Enemies in the Gates

Hezbollah’s actions in the past year and a half have turned many Lebanese against the party.

Published on August 10, 2021

If Hezbollah believes that an essential dimension of its resistance against Israel is a Lebanese environment friendly to the party and its aims, then nothing in the past two years has shown that it is implementing this idea. Since the uprising against the political class in October 2019, Hezbollah has made numerous errors that have only led more Lebanese to oppose its standing in the country.

In the past two weeks the party has faced several challenges, showing that not all is well. Two weeks ago, party members clashed with armed members of a Sunni tribe at the southern entrance of Beirut. The fighting followed a tribesman’s revenge killing of a Hezbollah member accused of shooting the tribesman’s brother. At the party member’s funeral, tribesmen ambushed the convoy, killing several people. Soon both sides were involved in a pitched battle. Rather than allow an escalation that would have had sectarian repercussions, Hezbollah asked the army to intervene and end the violence.

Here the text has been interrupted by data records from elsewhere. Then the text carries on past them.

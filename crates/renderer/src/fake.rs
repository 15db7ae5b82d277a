//! In-memory `GraphicsApi` for tests.
//!
//! Shaders "compile" unless their text contains `#error`; programs fail to
//! link when any attached source contains `link_error`. Resource layouts are
//! registered with [`FakeApi::declare`] and attached to every shader whose
//! source carries a `// layout: <name>` line. Mesh draws are refused when a
//! mesh attribute's scalar kind differs from the vertex input of that name.
use std::collections::HashMap;
use std::io;
use std::sync::{Arc, Mutex};

use shadersrc::ShaderStage;
use tracing_subscriber::fmt::MakeWriter;

use crate::api::{
    ApiError, Geometry, GraphicsApi, Interface, MeshId, PassKind, ProgramId, Property, ShaderId,
    TextureData,
};
use crate::layout::{check_interface, ProgramLayout};
use crate::mesh::{AttributeData, MeshData};
use crate::program::ProgramPipeline;
use crate::uniforms::{ScalarKind, UniformValue};

struct FakeShader {
    stage: ShaderStage,
    source: String,
    compiled: bool,
    log: String,
}

struct FakeProgram {
    attached: Vec<ShaderId>,
    linked: bool,
    log: String,
    layout: ProgramLayout,
}

#[derive(Debug, Clone, PartialEq)]
pub struct RecordedDraw {
    pub pipeline: ProgramPipeline,
    pub geometry: Geometry,
    pub pass: PassKind,
}

#[derive(Default)]
pub struct FakeApi {
    next_id: u32,
    shaders: HashMap<ShaderId, FakeShader>,
    programs: HashMap<ProgramId, FakeProgram>,
    layouts: HashMap<String, ProgramLayout>,
    compile_calls: usize,
    programs_created: usize,
    deleted_shaders: Vec<ShaderId>,
    uniform_writes: Vec<(ProgramId, i32, UniformValue)>,
    draws: Vec<RecordedDraw>,
    /// Attribute names and scalar kinds per mesh.
    meshes: HashMap<MeshId, Vec<(String, ScalarKind)>>,
    textures: HashMap<String, (u32, u32)>,
    rejected_stages: Vec<ShaderStage>,
    frames: usize,
}

impl FakeApi {
    pub fn declare(&mut self, name: &str, layout: ProgramLayout) -> &mut Self {
        self.layouts.insert(name.to_string(), layout);
        self
    }

    /// Makes `create_shader` fail for `stage`, like a backend without it.
    pub fn reject_stage(&mut self, stage: ShaderStage) -> &mut Self {
        self.rejected_stages.push(stage);
        self
    }

    fn next(&mut self) -> u32 {
        self.next_id += 1;
        self.next_id
    }

    fn layout_for(&self, source: &str) -> ProgramLayout {
        let mut stage_layout = ProgramLayout::default();
        let names = source
            .lines()
            .filter_map(|line| line.trim().strip_prefix("// layout:"))
            .map(str::trim);
        for name in names {
            if let Some(layout) = self.layouts.get(name) {
                let offset = stage_layout.uniforms.len() as i32;
                let block_offset = stage_layout.blocks.len() as u32;
                for mut uniform in layout.uniforms.clone() {
                    if uniform.block_index >= 0 {
                        uniform.block_index += block_offset as i32;
                    }
                    stage_layout.uniforms.push(uniform);
                }
                for mut block in layout.blocks.clone() {
                    block.members.iter_mut().for_each(|m| *m += offset as u32);
                    stage_layout.blocks.push(block);
                }
                stage_layout.inputs.extend(layout.inputs.iter().cloned());
                stage_layout.outputs.extend(layout.outputs.iter().cloned());
                for stage in ShaderStage::ALL {
                    let i = stage.index();
                    stage_layout.subroutine_uniforms[i]
                        .extend(layout.subroutine_uniforms[i].iter().cloned());
                    stage_layout.subroutines[i].extend(layout.subroutines[i].iter().cloned());
                }
            }
        }
        stage_layout
    }

    fn layout(&self, program: ProgramId) -> Option<&ProgramLayout> {
        self.programs
            .get(&program)
            .filter(|p| p.linked)
            .map(|p| &p.layout)
    }

    fn check_geometry(&self, pipeline: &ProgramPipeline, geometry: Geometry) -> Result<(), String> {
        let Geometry::Mesh(id) = geometry else {
            return Ok(());
        };
        let attributes = self
            .meshes
            .get(&id)
            .ok_or_else(|| format!("mesh {} does not exist", id.0))?;
        let Some(vertex) = pipeline
            .program(ShaderStage::Vertex)
            .and_then(|program| self.layout(program))
        else {
            return Ok(());
        };
        for input in &vertex.inputs {
            let Some((_, kind)) = attributes.iter().find(|(name, _)| *name == input.name) else {
                continue;
            };
            if input.ty.shape().map(|shape| shape.kind) != Some(*kind) {
                return Err(format!(
                    "mesh attribute '{}' holds {kind:?} data but the vertex input is {}",
                    input.name,
                    input.ty.glsl_name()
                ));
            }
        }
        Ok(())
    }

    pub fn compile_calls(&self) -> usize {
        self.compile_calls
    }

    pub fn programs_created(&self) -> usize {
        self.programs_created
    }

    pub fn live_programs(&self) -> usize {
        self.programs.len()
    }

    pub fn live_shaders(&self) -> usize {
        self.shaders.len()
    }

    pub fn is_deleted_shader(&self, shader: ShaderId) -> bool {
        self.deleted_shaders.contains(&shader)
    }

    pub fn uniform_writes(&self) -> &[(ProgramId, i32, UniformValue)] {
        &self.uniform_writes
    }

    pub fn take_draws(&mut self) -> Vec<RecordedDraw> {
        std::mem::take(&mut self.draws)
    }

    pub fn mesh_count(&self) -> usize {
        self.meshes.len()
    }

    pub fn texture(&self, name: &str) -> Option<(u32, u32)> {
        self.textures.get(name).copied()
    }

    pub fn frames(&self) -> usize {
        self.frames
    }
}

impl GraphicsApi for FakeApi {
    fn create_shader(&mut self, stage: ShaderStage) -> Result<ShaderId, ApiError> {
        if self.rejected_stages.contains(&stage) {
            return Err(ApiError::UnsupportedStage(stage));
        }
        let id = ShaderId(self.next());
        self.shaders.insert(
            id,
            FakeShader {
                stage,
                source: String::new(),
                compiled: false,
                log: String::new(),
            },
        );
        Ok(id)
    }

    fn compile_shader(&mut self, shader: ShaderId, source: &str) -> bool {
        self.compile_calls += 1;
        let Some(entry) = self.shaders.get_mut(&shader) else {
            return false;
        };
        entry.source = source.to_string();
        match source.lines().find(|line| line.trim_start().starts_with("#error")) {
            Some(line) => {
                entry.compiled = false;
                entry.log = format!("0:1: error: {}", line.trim());
            }
            None => {
                entry.compiled = true;
                entry.log.clear();
            }
        }
        entry.compiled
    }

    fn shader_info_log(&self, shader: ShaderId) -> String {
        self.shaders
            .get(&shader)
            .map(|s| s.log.clone())
            .unwrap_or_default()
    }

    fn delete_shader(&mut self, shader: ShaderId) {
        self.shaders.remove(&shader);
        self.deleted_shaders.push(shader);
    }

    fn create_program(&mut self, _separable: bool) -> ProgramId {
        self.programs_created += 1;
        let id = ProgramId(self.next());
        self.programs.insert(
            id,
            FakeProgram {
                attached: Vec::new(),
                linked: false,
                log: String::new(),
                layout: ProgramLayout::default(),
            },
        );
        id
    }

    fn attach_shader(&mut self, program: ProgramId, shader: ShaderId) {
        if let Some(entry) = self.programs.get_mut(&program) {
            entry.attached.push(shader);
        }
    }

    fn link_program(&mut self, program: ProgramId) -> bool {
        let Some(attached) = self.programs.get(&program).map(|p| p.attached.clone()) else {
            return false;
        };
        let mut stage_layouts = Vec::new();
        let mut log = String::new();
        for id in &attached {
            match self.shaders.get(id) {
                Some(shader) if !shader.compiled => log = format!("{id} is not compiled"),
                Some(shader) if shader.source.contains("link_error") => {
                    log = "error: link_error requested by source".to_string()
                }
                Some(shader) => stage_layouts.push((shader.stage, self.layout_for(&shader.source))),
                None => log = format!("{id} does not exist"),
            }
        }
        let linked = if log.is_empty() {
            let borrowed: Vec<_> = stage_layouts.iter().map(|(s, l)| (*s, l)).collect();
            ProgramLayout::link(&borrowed).map_err(|err| log = err).ok()
        } else {
            None
        };

        let entry = self.programs.get_mut(&program).expect("program checked above");
        entry.linked = linked.is_some();
        entry.layout = linked.unwrap_or_default();
        entry.log = log;
        entry.linked
    }

    fn program_info_log(&self, program: ProgramId) -> String {
        self.programs
            .get(&program)
            .map(|p| p.log.clone())
            .unwrap_or_default()
    }

    fn delete_program(&mut self, program: ProgramId) {
        self.programs.remove(&program);
    }

    fn active_resources(&self, program: ProgramId, interface: Interface) -> u32 {
        self.layout(program).map_or(0, |l| l.count(interface))
    }

    fn resource_properties(
        &self,
        program: ProgramId,
        interface: Interface,
        index: u32,
        properties: &[Property],
        values: &mut [i32],
    ) {
        let Some(layout) = self.layout(program) else {
            return;
        };
        for (property, value) in properties.iter().zip(values.iter_mut()) {
            *value = layout.property(interface, index, *property);
        }
    }

    fn resource_name(&self, program: ProgramId, interface: Interface, index: u32) -> String {
        self.layout(program)
            .and_then(|l| l.name(interface, index))
            .unwrap_or_default()
            .to_string()
    }

    fn resource_active_variables(
        &self,
        program: ProgramId,
        interface: Interface,
        index: u32,
    ) -> Vec<u32> {
        self.layout(program)
            .map(|l| l.active_variables(interface, index))
            .unwrap_or_default()
    }

    fn set_uniform(&mut self, program: ProgramId, location: i32, value: &UniformValue) {
        self.uniform_writes.push((program, location, value.clone()));
    }

    fn upload_mesh(&mut self, mesh: &MeshData) -> Result<MeshId, ApiError> {
        let id = MeshId(self.next());
        let attributes = mesh
            .attributes
            .iter()
            .map(|stream| {
                let kind = match stream.data {
                    AttributeData::Float(_) => ScalarKind::Float,
                    AttributeData::Int(_) => ScalarKind::Int,
                    AttributeData::Uint(_) => ScalarKind::UInt,
                };
                (stream.name.clone(), kind)
            })
            .collect();
        self.meshes.insert(id, attributes);
        Ok(id)
    }

    fn delete_mesh(&mut self, mesh: MeshId) {
        self.meshes.remove(&mesh);
    }

    fn upload_texture(&mut self, name: &str, texture: &TextureData) -> Result<(), ApiError> {
        self.textures
            .insert(name.to_string(), (texture.width, texture.height));
        Ok(())
    }

    fn validate_pipeline(
        &mut self,
        pipeline: &ProgramPipeline,
        geometry: Geometry,
        _pass: PassKind,
    ) -> Result<(), String> {
        let mut previous: Option<(ProgramId, &ProgramLayout)> = None;
        for (stage, program) in pipeline.stages() {
            let layout = self
                .layout(program)
                .ok_or_else(|| format!("{stage} stage program {program} is not linked"))?;
            match previous {
                Some((producer_id, _)) if producer_id == program => continue,
                Some((_, producer)) => check_interface(producer, layout)?,
                None => {}
            }
            previous = Some((program, layout));
        }
        self.check_geometry(pipeline, geometry)
    }

    fn begin_frame(&mut self, _clear_color: [f64; 4]) {}

    fn draw(
        &mut self,
        pipeline: &ProgramPipeline,
        geometry: Geometry,
        pass: PassKind,
    ) -> Result<(), String> {
        self.check_geometry(pipeline, geometry)?;
        self.draws.push(RecordedDraw {
            pipeline: pipeline.clone(),
            geometry,
            pass,
        });
        Ok(())
    }

    fn end_frame(&mut self) {
        self.frames += 1;
    }

    fn surface_size(&self) -> [u32; 2] {
        [64, 64]
    }
}

#[derive(Clone, Default)]
struct Captured(Arc<Mutex<Vec<u8>>>);

impl Captured {
    fn text(&self) -> String {
        String::from_utf8_lossy(&self.0.lock().unwrap()).into_owned()
    }
}

impl io::Write for Captured {
    fn write(&mut self, buf: &[u8]) -> io::Result<usize> {
        self.0.lock().unwrap().extend_from_slice(buf);
        Ok(buf.len())
    }

    fn flush(&mut self) -> io::Result<()> {
        Ok(())
    }
}

impl<'a> MakeWriter<'a> for Captured {
    type Writer = Captured;

    fn make_writer(&'a self) -> Self::Writer {
        self.clone()
    }
}

/// Runs `f` with a thread-local subscriber and returns everything logged at
/// warn level or above.
pub fn with_captured_warnings<R>(f: impl FnOnce() -> R) -> (R, String) {
    let captured = Captured::default();
    let subscriber = tracing_subscriber::fmt()
        .with_writer(captured.clone())
        .with_max_level(tracing::Level::WARN)
        .with_ansi(false)
        .finish();
    let result = tracing::subscriber::with_default(subscriber, f);
    (result, captured.text())
}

Days later, Hezbollah responded to an Israeli air attack against southern Lebanon by firing rockets around Israeli military positions in the occupied Shebaa Farms and Kfar Shouba hills. However, when a party truck loaded with rockets drove through the Druze village of Shouwayya, villagers stopped it, roughed up the Hezbollah members, and confiscated the truck. They were furious that the party was firing from near their village, and that Israel might retaliate against them. Subsequently, Shia-Druze tensions rose in other parts of the country.

Last Sunday, Maronite Patriarch Bishara al-Rai, in his weekly sermon, affirmed that the Lebanese state alone should have the right to declare war, implicitly criticizing Hezbollah’s rocket attack against the Israelis. He added that Lebanon was bound by the 1949 Armistice Agreement with Israel. Within hours, Hezbollah trolls launched a social media campaign in which they heaped abuse on the patriarch.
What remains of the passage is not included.